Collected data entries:

++++++

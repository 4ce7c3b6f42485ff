//! Queue lifecycle engine.
//!
//! [`Client`] drives items through pending → processing → success/error and
//! back. It holds no locks and no mutable state: every transition that other
//! workers must observe atomically is a single [`Backend`] call.

use serde::Serialize;
use std::future::Future;

use crate::backend::{Backend, SharedBackend};
use crate::config::ConvoyConfig;
use crate::error::{ConvoyError, Result};
use crate::item::{now_millis, Item, ItemId};
use crate::keys::QueueSet;
use crate::worker::{TaskError, TaskResult};

/// What a `process_*` call did.
#[derive(Debug, Clone, PartialEq, Eq)]
pub enum Processed {
    /// Nothing was claimed; the executor did not run.
    Idle,
    /// The executor ran and succeeded.
    Succeeded(ItemId),
    /// The item was claimed but did not succeed: the executor failed or
    /// panicked, or the record had vanished before it could run.
    Failed(ItemId),
}

impl Processed {
    /// Whether the executor ran and succeeded.
    pub fn is_success(&self) -> bool {
        matches!(self, Processed::Succeeded(_))
    }

    /// Whether nothing was claimed.
    pub fn is_idle(&self) -> bool {
        matches!(self, Processed::Idle)
    }

    /// The claimed item's id, unless idle.
    pub fn item_id(&self) -> Option<&ItemId> {
        match self {
            Processed::Idle => None,
            Processed::Succeeded(id) | Processed::Failed(id) => Some(id),
        }
    }
}

/// Client for enqueueing, processing and inspecting items.
#[derive(Clone)]
pub struct Client<B: Backend + Clone = SharedBackend> {
    backend: B,
    config: ConvoyConfig,
}

impl Client<SharedBackend> {
    /// Create a new client with a shared backend.
    pub fn new(backend: impl Backend + 'static, config: ConvoyConfig) -> Self {
        Self {
            backend: SharedBackend::new(backend),
            config,
        }
    }
}

impl<B: Backend + Clone> Client<B> {
    /// Create a new client with a specific backend.
    pub fn with_backend(backend: B, config: ConvoyConfig) -> Self {
        Self { backend, config }
    }

    /// The backend this client talks to.
    pub fn backend(&self) -> &B {
        &self.backend
    }

    /// The configuration this client was built with.
    pub fn config(&self) -> &ConvoyConfig {
        &self.config
    }

    /// Add an item to the named queue.
    ///
    /// `meta` is stored as-is and handed back to the executor untouched.
    pub async fn enqueue(&self, queue: &str, meta: impl Into<String>) -> Result<ItemId> {
        let item = Item::new(queue, meta);
        self.backend.insert_item(&item).await?;

        tracing::debug!(queue = %queue, item_id = %item.id, "Item enqueued");
        Ok(item.id)
    }

    /// Add an item whose meta is `payload` serialized as JSON.
    pub async fn enqueue_json<T: Serialize>(&self, queue: &str, payload: &T) -> Result<ItemId> {
        let meta = serde_json::to_string(payload)?;
        self.enqueue(queue, meta).await
    }

    /// Load an item. `None` if it never existed, was destroyed, expired, or
    /// its record is unreadable.
    pub async fn status(&self, queue: &str, id: &str) -> Result<Option<Item>> {
        let Some(record) = self.backend.load_item(queue, id).await? else {
            return Ok(None);
        };
        if record.is_empty() {
            return Ok(None);
        }

        match Item::from_fields(&record) {
            Ok(item) => Ok(Some(item)),
            Err(ConvoyError::MalformedItem(reason)) => {
                tracing::warn!(queue = %queue, item_id = %id, reason = %reason, "Ignoring malformed item record");
                Ok(None)
            }
            Err(e) => Err(e),
        }
    }

    /// Claim the oldest pending item of the queue and run `executor` on it.
    pub async fn process_next<F, Fut>(&self, queue: &str, executor: F) -> Result<Processed>
    where
        F: FnOnce(Item) -> Fut + Send,
        Fut: Future<Output = TaskResult> + Send + 'static,
    {
        match self.backend.claim_next(queue, now_millis()).await? {
            Some(id) => self.run_task(queue, ItemId::from(id), executor).await,
            None => Ok(Processed::Idle),
        }
    }

    /// Claim one specific pending item and run `executor` on it.
    ///
    /// Returns [`Processed::Idle`] without running the executor if the item
    /// is not pending: already claimed, completed, or unknown.
    pub async fn process_one<F, Fut>(&self, queue: &str, id: &str, executor: F) -> Result<Processed>
    where
        F: FnOnce(Item) -> Fut + Send,
        Fut: Future<Output = TaskResult> + Send + 'static,
    {
        if self.backend.claim(queue, id, now_millis()).await? {
            self.run_task(queue, ItemId::from(id), executor).await
        } else {
            Ok(Processed::Idle)
        }
    }

    async fn run_task<F, Fut>(&self, queue: &str, id: ItemId, executor: F) -> Result<Processed>
    where
        F: FnOnce(Item) -> Fut + Send,
        Fut: Future<Output = TaskResult> + Send + 'static,
    {
        let item = match self.backend.increment_attempts(queue, id.as_str()).await? {
            Some(_) => self.status(queue, id.as_str()).await?,
            None => None,
        };

        let Some(item) = item else {
            // Nothing to run. Drop the id so `requeue` doesn't keep reviving it.
            tracing::warn!(queue = %queue, item_id = %id, "Claimed item has no usable record, discarding");
            self.backend.destroy(queue, id.as_str()).await?;
            return Ok(Processed::Failed(id));
        };

        tracing::debug!(queue = %queue, item_id = %id, attempts = item.attempts, "Processing item");

        // Own task so a panicking executor is recorded as a failure.
        let verdict = match tokio::spawn(executor(item)).await {
            Ok(result) => result,
            Err(e) if e.is_panic() => Err(TaskError::new(format!(
                "executor panicked: {}",
                panic_message(e.into_panic())
            ))),
            Err(e) => Err(TaskError::new(format!("executor aborted: {}", e))),
        };

        let now = now_millis();
        let retention = self.config.retention;
        let recorded = match &verdict {
            Ok(()) => {
                tracing::debug!(queue = %queue, item_id = %id, "Item succeeded");
                self.backend
                    .complete_success(queue, id.as_str(), now, retention)
                    .await?
            }
            Err(err) => {
                tracing::debug!(queue = %queue, item_id = %id, error = %err, "Item failed");
                self.backend
                    .complete_failure(queue, id.as_str(), now, err.detail(), retention)
                    .await?
            }
        };

        if !recorded {
            // Destroyed or requeued while the executor ran.
            tracing::warn!(queue = %queue, item_id = %id, "Item left processing before completion, outcome not recorded");
        }

        match verdict {
            Ok(()) => Ok(Processed::Succeeded(id)),
            Err(_) => Ok(Processed::Failed(id)),
        }
    }

    /// Move processing items claimed at or before `cutoff` (ms timestamp,
    /// default now) back to pending. Returns how many were moved.
    pub async fn requeue(&self, queue: &str, cutoff: Option<i64>) -> Result<usize> {
        let cutoff = cutoff.unwrap_or_else(now_millis);
        let stuck = self
            .backend
            .range_to(queue, QueueSet::Processing, cutoff)
            .await?;

        let mut moved = 0;
        for id in &stuck {
            // Completed since the scan? Then it's no longer ours to move.
            if self
                .backend
                .requeue_processing(queue, id, now_millis())
                .await?
            {
                moved += 1;
            }
        }

        if moved > 0 {
            tracing::info!(queue = %queue, cutoff = cutoff, moved = moved, "Requeued stuck items");
        }
        Ok(moved)
    }

    /// Send a failed item back to pending. Attempts and past errors are kept.
    ///
    /// Returns `false` if the item was not in the error log.
    pub async fn retry(&self, queue: &str, id: &str) -> Result<bool> {
        let moved = self.backend.retry_failed(queue, id, now_millis()).await?;
        tracing::debug!(queue = %queue, item_id = %id, moved = moved, "Retry requested");
        Ok(moved)
    }

    /// Remove an item from every set and delete its record.
    pub async fn destroy(&self, queue: &str, id: &str) -> Result<()> {
        self.backend.destroy(queue, id).await?;
        tracing::debug!(queue = %queue, item_id = %id, "Item destroyed");
        Ok(())
    }

    /// Number of entries in the success log.
    pub async fn count_successes(&self, queue: &str) -> Result<usize> {
        self.backend.set_len(queue, QueueSet::Success).await
    }

    /// Number of entries in the error log.
    pub async fn count_errors(&self, queue: &str) -> Result<usize> {
        self.backend.set_len(queue, QueueSet::Error).await
    }

    /// Ids that succeeded at or before `before` (default now), oldest first.
    ///
    /// Records of listed ids may already have expired.
    pub async fn report_successes(&self, queue: &str, before: Option<i64>) -> Result<Vec<ItemId>> {
        self.report(queue, QueueSet::Success, before).await
    }

    /// Ids that failed at or before `before` (default now), oldest first.
    pub async fn report_errors(&self, queue: &str, before: Option<i64>) -> Result<Vec<ItemId>> {
        self.report(queue, QueueSet::Error, before).await
    }

    /// Trim success log entries at or before `before` (default now).
    pub async fn clear_successes(&self, queue: &str, before: Option<i64>) -> Result<usize> {
        self.clear(queue, QueueSet::Success, before).await
    }

    /// Trim error log entries at or before `before` (default now).
    pub async fn clear_errors(&self, queue: &str, before: Option<i64>) -> Result<usize> {
        self.clear(queue, QueueSet::Error, before).await
    }

    /// Number of items waiting to be claimed.
    pub async fn pending_len(&self, queue: &str) -> Result<usize> {
        self.backend.set_len(queue, QueueSet::Pending).await
    }

    /// Number of items currently claimed.
    pub async fn processing_len(&self, queue: &str) -> Result<usize> {
        self.backend.set_len(queue, QueueSet::Processing).await
    }

    async fn report(&self, queue: &str, set: QueueSet, before: Option<i64>) -> Result<Vec<ItemId>> {
        let ids = self
            .backend
            .range_to(queue, set, before.unwrap_or_else(now_millis))
            .await?;
        Ok(ids.into_iter().map(ItemId::from).collect())
    }

    async fn clear(&self, queue: &str, set: QueueSet, before: Option<i64>) -> Result<usize> {
        let removed = self
            .backend
            .remove_to(queue, set, before.unwrap_or_else(now_millis))
            .await?;
        tracing::debug!(queue = %queue, set = ?set, removed = removed, "Log trimmed");
        Ok(removed)
    }
}

fn panic_message(payload: Box<dyn std::any::Any + Send>) -> String {
    if let Some(msg) = payload.downcast_ref::<&str>() {
        msg.to_string()
    } else if let Some(msg) = payload.downcast_ref::<String>() {
        msg.clone()
    } else {
        "unknown panic".to_string()
    }
}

++++++

**WHAT IS BEING ASKED:** Your answer must be the lines above from the one containing "let recorded = match" to the one containing "let stuck = self", both included, restated word for word.

**RESULT OF THE TASK:**
        let recorded = match &verdict {
            Ok(()) => {
                tracing::debug!(queue = %queue, item_id = %id, "Item succeeded");
                self.backend
                    .complete_success(queue, id.as_str(), now, retention)
                    .await?
            }
            Err(err) => {
                tracing::debug!(queue = %queue, item_id = %id, error = %err, "Item failed");
                self.backend
                    .complete_failure(queue, id.as_str(), now, err.detail(), retention)
                    .await?
            }
        };

        if !recorded {
            // Destroyed or requeued while the executor ran.
            tracing::warn!(queue = %queue, item_id = %id, "Item left processing before completion, outcome not recorded");
        }

        match verdict {
            Ok(()) => Ok(Processed::Succeeded(id)),
            Err(_) => Ok(Processed::Failed(id)),
        }
    }

    /// Move processing items claimed at or before `cutoff` (ms timestamp,
    /// default now) back to pending. Returns how many were moved.
    pub async fn requeue(&self, queue: &str, cutoff: Option<i64>) -> Result<usize> {
        let cutoff = cutoff.unwrap_or_else(now_millis);
        let stuck = self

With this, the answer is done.